DBAIWangGroup / nns_benchmark

Benchmark of Nearest Neighbor Search on High Dimensional Data
195 stars 50 forks source link

NNS Benchmark: Evaluating Approximate Nearest Neighbor Search Algorithms in High Dimensional Euclidean Space

Nearest neighbor search (NNS) is a fundamental and essential operation in applications from many domains, such as databases, machine learning, multimedia, and computer vision. Hundreds of algorithms have been proposed to attack the problem from different perspectives, yet there is no open and comprehensive comparison. By "comprehensive", we mean using state-of-the-art algorithms proposed from different research areas, and evaluating them on a diverse range of datasets.

To aid researchers and practitioners working on or whose work depends on the problem, we setup this benchmark for Nearest Neighbor Search (NNS) based on the Euclidean distance on High Dimensional Data.
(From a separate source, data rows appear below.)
//! ABOUTME: The layered router - explicit, patterns, similar tasks, rules, fallback
//! ABOUTME: Decisions are computed over snapshots and committed under the task lock

use std::sync::atomic::{AtomicUsize, Ordering};
use std::sync::Arc;
use std::time::Duration;

use serde::Serialize;
use tracing::{debug, info, warn};

use hopper_core::{
    Delegation, DelegationType, HopperError, Instance, InstanceScope, Result, Task,
};
use hopper_delegation::DelegationEngine;
use hopper_instances::InstanceRegistry;
use hopper_memory::{LearningEngine, RoutingSuggestion, SuggestionSource};
use hopper_storage::TaskStore;

use crate::rules::{RuleContext, RulesEngine};

/// Which layer of the resolver produced a decision
#[derive(Debug, Clone, Copy, PartialEq, Eq, Serialize)]
#[serde(rename_all = "snake_case")]
pub enum RoutingStrategy {
    /// Task named its project
    Explicit,
    /// A consolidated pattern matched
    Learning,
    /// Similar past tasks voted
    SimilarTask,
    /// The declarative rules engine matched
    Rules,
    /// Deterministic fallback balancing
    Default,
}

impl RoutingStrategy {
    /// Canonical string form, stored on episodes
    #[must_use]
    pub const fn as_str(self) -> &'static str {
        match self {
            Self::Explicit => "explicit",
            Self::Learning => "learning",
            Self::SimilarTask => "similar_task",
            Self::Rules => "rules",
            Self::Default => "default",
        }
    }
}

impl std::fmt::Display for RoutingStrategy {
    fn fmt(&self, f: &mut std::fmt::Formatter<'_>) -> std::fmt::Result {
        f.write_str(self.as_str())
    }
}

/// Outcome of a routing decision
#[derive(Debug, Clone, Serialize)]
pub struct RoutingResult {
    /// Instance the decision was computed from
    pub source_instance_id: Option<String>,
    /// Chosen target; None means "handle at the source"
    pub target_instance_id: Option<String>,
    /// Decision confidence in [0, 1]
    pub confidence: f64,
    /// Layer that decided
    pub strategy: RoutingStrategy,
    /// Why
    pub reasoning: String,
    /// Pattern behind a learning decision
    #[serde(skip_serializing_if = "Option::is_none")]
    pub pattern_id: Option<String>,
    /// Suggestion behind a learning / similar-task decision
    #[serde(skip)]
    pub suggestion: Option<RoutingSuggestion>,
}

impl RoutingResult {
    fn handle_locally(reasoning: impl Into<String>) -> Self {
        Self {
            source_instance_id: None,
            target_instance_id: None,
            confidence: 0.0,
            strategy: RoutingStrategy::Rules,
            reasoning: reasoning.into(),
            pattern_id: None,
            suggestion: None,
        }
    }
}

/// Router tuning knobs
#[derive(Debug, Clone)]
pub struct RouterConfig {
    /// Soft budget for a routing decision; on expiry the router falls
    /// through to the default strategy at confidence 0.5
    pub soft_budget: Duration,
    /// Bounded internal retries when the delegation commit loses a race
    pub conflict_retries: usize,
    /// Suggestions consulted from the learning engine
    pub suggestion_limit: usize,
}

impl Default for RouterConfig {
    fn default() -> Self {
        Self {
            soft_budget: Duration::from_millis(250),
            conflict_retries: 3,
            suggestion_limit: 3,
        }
    }
}

/// The routing engine
///
/// Stateless between calls apart from the round-robin cursor; all durable
/// state lives in the stores it reads.
pub struct Router {
    registry: Arc<InstanceRegistry>,
    tasks: Arc<dyn TaskStore>,
    delegations: Arc<DelegationEngine>,
    rules: RulesEngine,
    learning: Option<Arc<LearningEngine>>,
    config: RouterConfig,
    round_robin: AtomicUsize,
}
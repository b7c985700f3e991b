//! Feedback store

use std::collections::HashMap;
use std::sync::Arc;

use parking_lot::RwLock;
use serde::{Deserialize, Serialize};
use tracing::{info, warn};

use hopper_core::{HopperError, Result, TaskFeedback, TaskStatus};
use hopper_storage::{Page, TaskFilter, TaskStore};

use crate::episodic::EpisodicStore;

/// Fields accepted by a feedback save. Absent fields leave the stored
/// record untouched on update.
#[derive(Debug, Clone, Default, Serialize, Deserialize)]
pub struct FeedbackInput {
    /// Whether the routing was a good match
    #[serde(default)]
    pub was_good_match: Option<bool>,
    /// Where the task should have gone
    #[serde(default)]
    pub should_have_routed_to: Option<String>,
    /// Free-text routing feedback
    #[serde(default)]
    pub routing_feedback: Option<String>,
    /// Estimated duration
    #[serde(default)]
    pub estimated_duration: Option<String>,
    /// Actual duration
    #[serde(default)]
    pub actual_duration: Option<String>,
    /// Complexity rating 1-5
    #[serde(default)]
    pub complexity_rating: Option<u8>,
    /// Quality score 0.0-5.0
    #[serde(default)]
    pub quality_score: Option<f64>,
    /// Whether rework was needed
    #[serde(default)]
    pub required_rework: Option<bool>,
    /// Why rework was needed
    #[serde(default)]
    pub rework_reason: Option<String>,
    /// Unanticipated blockers
    #[serde(default)]
    pub unexpected_blockers: Option<Vec<String>>,
    /// Skills needed but not tagged
    #[serde(default)]
    pub required_skills_not_tagged: Option<Vec<String>>,
    /// Additional notes
    #[serde(default)]
    pub notes: Option<String>,
}

impl FeedbackInput {
    /// Input carrying just the match verdict
    #[must_use]
    pub fn good_match(was_good_match: bool) -> Self {
        Self {
            was_good_match: Some(was_good_match),
            ..Self::default()
        }
    }

    fn apply(self, feedback: &mut TaskFeedback) {
        if self.was_good_match.is_some() {
            feedback.was_good_match = self.was_good_match;
        }
        if self.should_have_routed_to.is_some() {
            feedback.should_have_routed_to = self.should_have_routed_to;
        }
        if self.routing_feedback.is_some() {
            feedback.routing_feedback = self.routing_feedback;
        }
        if self.estimated_duration.is_some() {
            feedback.estimated_duration = self.estimated_duration;
        }
        if self.actual_duration.is_some() {
            feedback.actual_duration = self.actual_duration;
        }
        if self.complexity_rating.is_some() {
            feedback.complexity_rating = self.complexity_rating;
        }
        if self.quality_score.is_some() {
            feedback.quality_score = self.quality_score;
        }
        if self.required_rework.is_some() {
            feedback.required_rework = self.required_rework;
        }
        if self.rework_reason.is_some() {
            feedback.rework_reason = self.rework_reason;
        }
        if let Some(blockers) = self.unexpected_blockers {
            feedback.unexpected_blockers = blockers;
        }
        if let Some(skills) = self.required_skills_not_tagged {
            feedback.required_skills_not_tagged = skills;
        }
        if self.notes.is_some() {
            feedback.notes = self.notes;
        }
    }
}

/// Store for task feedback, linked to the episodic store
pub struct FeedbackStore {
    tasks: Arc<dyn TaskStore>,
    episodic: Arc<dyn EpisodicStore>,
    feedback: RwLock<HashMap<String, TaskFeedback>>,
}

impl FeedbackStore {
    /// Create over the task and episodic stores
    #[must_use]
    pub fn new(tasks: Arc<dyn TaskStore>, episodic: Arc<dyn EpisodicStore>) -> Self {
        Self {
            tasks,
            episodic,
            feedback: RwLock::new(HashMap::new()),
        }
    }

    /// Save feedback for a task (upsert, last write wins per field).
    ///
    /// Propagates the verdict to the task's latest episode.
    pub async fn record_feedback(
        &self,
        task_id: &str,
        input: FeedbackInput,
    ) -> Result<TaskFeedback> {
        if self.tasks.get(task_id).await?.is_none() {
            warn!(task_id, "feedback for unknown task");
            return Err(HopperError::not_found("task", task_id));
        }

        let updated = {
            let mut feedback = self.feedback.write();
            let entry = feedback
                .entry(task_id.to_string())
                .or_insert_with(|| TaskFeedback::new(task_id));
            input.apply(entry);
            entry.clone()
        };

        info!(task_id, was_good_match = ?updated.was_good_match, "recorded feedback");
        self.propagate_to_episode(&updated).await?;
        Ok(updated)
    }

    async fn propagate_to_episode(&self, feedback: &TaskFeedback) -> Result<()> {
        let Some(episode) = self.episodic.latest_for_task(&feedback.task_id).await? else {
            return Ok(());
        };

        self.episodic
            .record_outcome(
                &episode.id,
                feedback.was_good_match.unwrap_or(false),
                feedback.actual_duration.clone(),
                feedback.routing_feedback.clone(),
            )
            .await?;
        Ok(())
    }

    /// Feedback for a task, if any
    #[must_use]
    pub fn get(&self, task_id: &str) -> Option<TaskFeedback> {
        self.feedback.read().get(task_id).cloned()
    }

    /// All feedback, newest first, optionally filtered by verdict
    #[must_use]
    pub fn all(&self, limit: usize, good_matches_only: Option<bool>) -> Vec<TaskFeedback> {
        let mut records: Vec<TaskFeedback> = self
            .feedback
            .read()
            .values()
            .filter(|f| good_matches_only.is_none_or(|wanted| f.was_good_match == Some(wanted)))
            .cloned()
            .collect();
        records.sort_by(|a, b| {
            b.created_at
                .cmp(&a.created_at)
                .then_with(|| a.task_id.cmp(&b.task_id))
        });
        records.truncate(limit);
        records
    }

    /// Feedback where the routing was judged wrong
    #[must_use]
    pub fn misrouted(&self, limit: usize) -> Vec<TaskFeedback> {
        self.all(limit, Some(false))
    }

    /// Completed tasks with no feedback yet, most recently updated first
    pub async fn tasks_needing_feedback(&self, limit: usize) -> Result<Vec<hopper_core::Task>> {
        let filter = TaskFilter {
            statuses: vec![TaskStatus::Done],
            ..TaskFilter::default()
        };
        let (done_tasks, _) = self
            .tasks
            .list(
                &filter,
                Page {
                    offset: 0,
                    limit: usize::MAX,
                },
            )
            .await?;

        let feedback = self.feedback.read();
        let mut missing: Vec<hopper_core::Task> = done_tasks
            .into_iter()
            .filter(|t| !feedback.contains_key(&t.id))
            .collect();
        missing.sort_by(|a, b| b.updated_at.cmp(&a.updated_at).then_with(|| a.id.cmp(&b.id)));
        missing.truncate(limit);
        Ok(missing)
    }

    /// Delete feedback; returns whether it existed
    pub fn delete(&self, task_id: &str) -> bool {
        self.feedback.write().remove(task_id).is_some()
    }

    /// Number of feedback records
    #[must_use]
    pub fn len(&self) -> usize {
        self.feedback.read().len()
    }

    /// Whether no feedback is stored
    #[must_use]
    pub fn is_empty(&self) -> bool {
        self.feedback.read().is_empty()
    }
}

#[cfg(test)]
mod tests {
    use super::*;
    use crate::episodic::InMemoryEpisodicStore;
    use crate::types::RoutingEpisode;
    use hopper_storage::{InMemoryTaskStore, TaskSpec};

    struct Fixture {
        tasks: Arc<InMemoryTaskStore>,
        episodic: Arc<InMemoryEpisodicStore>,
        store: FeedbackStore,
    }

    fn fixture() -> Fixture {
        let tasks = Arc::new(InMemoryTaskStore::new());
        let episodic = Arc::new(InMemoryEpisodicStore::new());
        let store = FeedbackStore::new(
            tasks.clone() as Arc<dyn TaskStore>,
            episodic.clone() as Arc<dyn EpisodicStore>,
        );
        Fixture {
            tasks,
            episodic,
            store,
        }
    }

    #[tokio::test]
    async fn upsert_is_last_write_wins_per_field() {
        let f = fixture();
        let task = f.tasks.create(TaskSpec::titled("t")).await.unwrap();

        let mut first = FeedbackInput::good_match(true);
        first.quality_score = Some(4.0);
        first.notes = Some("solid".into());
        f.store.record_feedback(&task.id, first).await.unwrap();

        // update flips the verdict but leaves quality/notes untouched
        let second = FeedbackInput::good_match(false);
        let updated = f.store.record_feedback(&task.id, second).await.unwrap();

        assert_eq!(updated.was_good_match, Some(false));
        assert_eq!(updated.quality_score, Some(4.0));
        assert_eq!(updated.notes.as_deref(), Some("solid"));
        assert_eq!(f.store.len(), 1);
    }

    #[tokio::test]
    async fn unknown_task_is_rejected() {
        let f = fixture();
        let err = f
            .store
            .record_feedback("task-ghost", FeedbackInput::good_match(true))
            .await
            .unwrap_err();
        assert!(matches!(err, HopperError::NotFound { .. }));
    }

    #[tokio::test]
    async fn propagates_to_latest_episode() {
        let f = fixture();
        let task = f.tasks.create(TaskSpec::titled("t")).await.unwrap();
        let full = f.tasks.get(&task.id).await.unwrap().unwrap();
        let episode = f
            .episodic
            .record_episode(RoutingEpisode::new(&full, "hop-a", 0.7))
            .await
            .unwrap();

        f.store
            .record_feedback(&task.id, FeedbackInput::good_match(true))
            .await
            .unwrap();

        let episode = f.episodic.get(&episode.id).await.unwrap().unwrap();
        assert!(episode.is_success());
    }

    #[tokio::test]
    async fn tasks_needing_feedback_excludes_covered() {
        let f = fixture();
        let a = f.tasks.create(TaskSpec::titled("a")).await.unwrap();
        let b = f.tasks.create(TaskSpec::titled("b")).await.unwrap();
        for id in [&a.id, &b.id] {
            f.tasks
                .transition_status(id, TaskStatus::Claimed)
                .await
                .unwrap();
            f.tasks
                .transition_status(id, TaskStatus::InProgress)
                .await
                .unwrap();
            f.tasks
                .transition_status(id, TaskStatus::Done)
                .await
                .unwrap();
        }

        f.store
            .record_feedback(&a.id, FeedbackInput::good_match(true))
            .await
            .unwrap();

        let missing = f.store.tasks_needing_feedback(10).await.unwrap();
        assert_eq!(missing.len(), 1);
        assert_eq!(missing[0].id, b.id);
    }
}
The benefit is twofold:

We also would like to leverage the entire community to collaboratively build and maintain this benchmark. For example, submitting new algorithms, useful datasets, or offering suggestions or improvements.

Scope

We limit the scope of this benchmark by imposing the following constraints.

Currently, we evaluate 15 representative NNS algorithms on 20 datasets where details are reported in our Nearest Neighbor Search (NNS) Experimental Evaluation Paper[1].

Algorithms Evaluted

Thanks to the original authors, all the algorithms considered in this benchmark have their sources publicly available. Algorithms are implemented in C++ unless otherwise specified. We carefully go through all the implementations and make necessary modifications to for fair comparisons. For instance, we re-implement the search process of some algorithms in C++. We also disable the multi-threads, SIMD instructions, fast-math, and hardware prefetching technique.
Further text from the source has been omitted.